**DIRECTIONS:** Whenever a line below includes the word "LayoutError", copy that line.

**RECORDS SUPPLIED:**
──────────────────────────────
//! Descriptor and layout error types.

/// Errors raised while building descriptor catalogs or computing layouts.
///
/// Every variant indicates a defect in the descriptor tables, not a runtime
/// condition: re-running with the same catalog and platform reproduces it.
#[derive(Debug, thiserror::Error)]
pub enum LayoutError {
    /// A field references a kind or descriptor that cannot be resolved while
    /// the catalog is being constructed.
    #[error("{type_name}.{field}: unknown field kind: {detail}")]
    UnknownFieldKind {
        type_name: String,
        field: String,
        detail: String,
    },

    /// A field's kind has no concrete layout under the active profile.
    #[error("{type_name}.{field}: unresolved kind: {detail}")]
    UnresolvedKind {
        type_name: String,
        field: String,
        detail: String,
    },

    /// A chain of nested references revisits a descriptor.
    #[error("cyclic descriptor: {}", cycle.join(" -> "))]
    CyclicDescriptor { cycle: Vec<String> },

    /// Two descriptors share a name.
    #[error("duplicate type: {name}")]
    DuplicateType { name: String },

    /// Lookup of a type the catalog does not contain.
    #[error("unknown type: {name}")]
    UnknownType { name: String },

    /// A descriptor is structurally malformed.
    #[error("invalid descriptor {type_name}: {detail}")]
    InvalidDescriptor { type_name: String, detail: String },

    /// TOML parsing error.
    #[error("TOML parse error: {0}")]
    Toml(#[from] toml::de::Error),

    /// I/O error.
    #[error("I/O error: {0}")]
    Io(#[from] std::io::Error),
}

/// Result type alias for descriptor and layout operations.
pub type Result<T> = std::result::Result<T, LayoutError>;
──────────────────────────────
**SOLVED PROBLEM:**
pub enum LayoutError {
pub type Result<T> = std::result::Result<T, LayoutError>;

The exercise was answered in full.